Browsing the Internet has become as common as driving your car or eating breakfast – it’s something that the majority of us do on a daily basis. Unfortunately, some bad habits have been created and you may not even realize that some of your actions are actually dangerous.

7 Common Activities and Actions That Put You at Risk

It’s critical that you protect your online security, so if you’re doing any of the following 7 common actions, it’s important to make immediate changes. If your information is compromised, you could be left with a serious virus or financial issues.

  1. Remaining ‘signed in’ on public computers

Do you often use a public computer at school, work, or at the library? If so, never check the option to remain signed in. If you are not on your own personal laptop, it’s recommended that you always sign out. Even if your work computer feels like it’s your own personal space, you are not always at your desk.
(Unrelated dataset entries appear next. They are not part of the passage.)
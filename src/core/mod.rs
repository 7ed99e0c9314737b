// Core algorithm exports
pub mod compatibility;
pub mod distance;
pub mod eligibility;
pub mod matcher;
pub mod scoring;

pub use compatibility::is_compatible_blood_group;
pub use distance::{
    calculate_bounding_box, city_to_coordinate, distance_km, haversine_distance,
    is_within_bounding_box, resolve_location, BoundingBox, DEFAULT_COORDINATE,
};
pub use eligibility::{is_eligible, is_eligible_at, next_eligible_date, MIN_DONATION_INTERVAL_DAYS};
pub use matcher::{MatchOptions, MatchResult, Matcher, DEFAULT_MAX_DISTANCE_KM};
pub use scoring::{calculate_match_score, calculate_match_score_with_jitter};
Take it one step further – clear your browser history to protect your privacy even further. Also, whenever your browser asks you to save passwords, select no – especially for sites such as eBay, Google, Amazon, or any other site that may hold financial or sensitive information.

  1. Not updating certain programs and software

If you do not update Java, Adobe Reader, or Adobe Flash, you can actually expose yourself to a number of PC viruses. Whenever possible, update important software programs and make changes to your current settings. If you sign in, Adobe Reader and Adobe Flash have an option to automatically let you know when there’s an update. You can also search for Java updates daily, instead of bi-monthly. You should also be updating your windows operating system to stay on top of the most common security-related features.

  1. Playing online games

There are plenty of safe online games, but unfortunately, many also increase your risk of security breaches. When playing interactive games with other online gamers, do not give out any personal information. At the end of the day, you have no idea who’s sitting on the other end of your computer screen. You should also be cautious when downloading free games, as they can increase your risk of viruses and Trojans. Once a Trojan has been downloaded, hackers can often access your data.
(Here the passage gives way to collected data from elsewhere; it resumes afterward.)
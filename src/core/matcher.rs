use std::cmp::Ordering;
use std::collections::HashMap;

use chrono::{DateTime, Utc};
use rand::rngs::StdRng;
use rand::{Rng, SeedableRng};

use crate::core::{
    compatibility::is_compatible_blood_group,
    distance::{calculate_bounding_box, distance_km, is_within_bounding_box, resolve_location, round_to_tenth},
    eligibility::is_eligible_at,
    scoring::{calculate_match_score_with_jitter, MAX_JITTER},
};
use crate::models::{DonationRecord, DonationStatus, Donor, DonorMatch, EmergencyRequest, ScoringWeights};

/// Default search radius in kilometers
pub const DEFAULT_MAX_DISTANCE_KM: f64 = 50.0;

/// Knobs for a single matching run
#[derive(Debug, Clone)]
pub struct MatchOptions {
    pub max_distance_km: f64,
    /// Skip donors flagged inactive
    pub active_only: bool,
    /// Skip donors whose position could only be guessed
    pub exclude_imprecise: bool,
    /// Seed for the 0-9 point tie-break jitter; `None` disables it
    pub jitter_seed: Option<u64>,
    /// Evaluation time for eligibility; `None` means now
    pub now: Option<DateTime<Utc>>,
}

impl Default for MatchOptions {
    fn default() -> Self {
        Self {
            max_distance_km: DEFAULT_MAX_DISTANCE_KM,
            active_only: true,
            exclude_imprecise: false,
            jitter_seed: None,
            now: None,
        }
    }
}

/// Result of the matching process
#[derive(Debug, Clone)]
pub struct MatchResult {
    pub matches: Vec<DonorMatch>,
    pub total_candidates: usize,
    pub compatible_candidates: usize,
    pub imprecise_locations: usize,
}

impl MatchResult {
    /// Keep only the `n` best matches
    pub fn truncate(&mut self, n: usize) {
        self.matches.truncate(n);
    }
}

/// Donor matching orchestrator
///
/// # Pipeline Stages
/// 1. Blood group compatibility (and activity) filter
/// 2. Location resolution: stored coordinate, city table, fallback
/// 3. Bounding box pre-filter, then Haversine radius filter
/// 4. Eligibility from the latest non-rejected donation
/// 5. Scoring and ranking
#[derive(Debug, Clone)]
pub struct Matcher {
    weights: ScoringWeights,
}

impl Matcher {
    pub fn new(weights: ScoringWeights) -> Self {
        Self { weights }
    }

    pub fn with_default_weights() -> Self {
        Self {
            weights: ScoringWeights::default(),
        }
    }

    pub fn weights(&self) -> &ScoringWeights {
        &self.weights
    }

    /// Rank donors for an emergency request
    ///
    /// Returns every surviving donor sorted by score (descending), then
    /// distance (ascending), then donor id, so identical input always
    /// yields identical output. Truncation is left to the caller.
    ///
    /// # Arguments
    /// * `donors` - The donor roster
    /// * `donations` - Donation history for any subset of the roster
    /// * `request` - The emergency request to match against
    /// * `options` - Radius, filters, jitter seed and evaluation time
    pub fn find_matches(
        &self,
        donors: &[Donor],
        donations: &[DonationRecord],
        request: &EmergencyRequest,
        options: &MatchOptions,
    ) -> MatchResult {
        let total_candidates = donors.len();
        let now = options.now.unwrap_or_else(Utc::now);

        let origin = resolve_location(request.coordinate(), request.location.as_deref());
        if origin.is_fallback() {
            tracing::warn!(
                "Request {} has no usable location ({:?}), distances use the default coordinate",
                request.id,
                request.location
            );
        }

        let bounding_box = calculate_bounding_box(origin.point.lat, origin.point.lng, options.max_distance_km);
        let latest = latest_donations(donations);
        let mut rng = options.jitter_seed.map(StdRng::seed_from_u64);
        let mut compatible_candidates = 0;

        let mut matches: Vec<DonorMatch> = donors
            .iter()
            // Stage 1: activity and compatibility
            .filter(|donor| !options.active_only || donor.is_active)
            .filter(|donor| is_compatible_blood_group(&donor.blood_type, &request.blood_type))
            .inspect(|_| compatible_candidates += 1)
            // Stage 2 & 3: location and radius
            .filter_map(|donor| {
                let location = resolve_location(donor.coordinate(), donor.city.as_deref());
                if options.exclude_imprecise && location.is_fallback() {
                    return None;
                }
                if !is_within_bounding_box(location.point.lat, location.point.lng, &bounding_box) {
                    return None;
                }

                let distance = distance_km(origin.point, location.point);
                if distance > options.max_distance_km {
                    return None;
                }

                Some((donor, location.precision, distance))
            })
            // Stage 4 & 5: eligibility and scoring
            .map(|(donor, precision, distance)| {
                let last_donation = latest.get(donor.id.as_str()).map(|record| (*record).clone());
                let is_eligible = is_eligible_at(last_donation.as_ref().map(|d| d.donated_at), now);
                let jitter = rng
                    .as_mut()
                    .map(|rng| rng.gen_range(0..=MAX_JITTER))
                    .unwrap_or(0);

                let match_score = calculate_match_score_with_jitter(
                    &donor.blood_type,
                    &request.blood_type,
                    distance,
                    is_eligible,
                    &self.weights,
                    jitter,
                );

                DonorMatch {
                    donor: donor.clone(),
                    distance_km: round_to_tenth(distance),
                    last_donation,
                    is_eligible,
                    match_score,
                    location_precision: precision,
                }
            })
            .collect();

        matches.sort_by(compare_matches);

        let imprecise_locations = matches
            .iter()
            .filter(|m| m.location_precision == crate::models::LocationPrecision::Fallback)
            .count();

        tracing::debug!(
            "Matched {} of {} donors for {} request {} ({} compatible, {} imprecise)",
            matches.len(),
            total_candidates,
            request.blood_type,
            request.id,
            compatible_candidates,
            imprecise_locations
        );

        MatchResult {
            matches,
            total_candidates,
            compatible_candidates,
            imprecise_locations,
        }
    }
}

impl Default for Matcher {
    fn default() -> Self {
        Self::with_default_weights()
    }
}

/// Most recent non-rejected donation per donor
fn latest_donations(donations: &[DonationRecord]) -> HashMap<&str, &DonationRecord> {
    let mut latest: HashMap<&str, &DonationRecord> = HashMap::new();
    for record in donations
        .iter()
        .filter(|d| d.status != DonationStatus::Rejected)
    {
        latest
            .entry(record.donor_id.as_str())
            .and_modify(|current| {
                if record.donated_at > current.donated_at {
                    *current = record;
                }
            })
            .or_insert(record);
    }
    latest
}

/// Score descending, then distance ascending, then donor id
fn compare_matches(a: &DonorMatch, b: &DonorMatch) -> Ordering {
    b.match_score
        .cmp(&a.match_score)
        .then_with(|| {
            a.distance_km
                .partial_cmp(&b.distance_km)
                .unwrap_or(Ordering::Equal)
        })
        .then_with(|| a.donor.id.cmp(&b.donor.id))
}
  1. Not adjusting Facebook settings

Facebook is the most popular social network – as millions of people login in each and every day. You should be aware of your Facebook privacy options and if you haven’t already, review your current settings. Tighten and strengthen each setting – especially those which expose your information to people you don’t know. Avoid adding or accepting ‘friends’ that are strangers, as they can then access personal information, such as your birthday or phone number. This type of information can be used in an attempt to seek financial data.

  1. Connecting to unknown, non-secure Wi-Fi networks

Sure, you may want to check your email or Facebook when you’re at the mall, but in public places, you increase your risk of compromised security. In places such as airports and hotels, there’s often options to connect to an unknown wireless network. Hackers can essentially gain access to these networks, spying on your activity. Do not transfer any files or discuss personal information on these networks – better yet, do not use them.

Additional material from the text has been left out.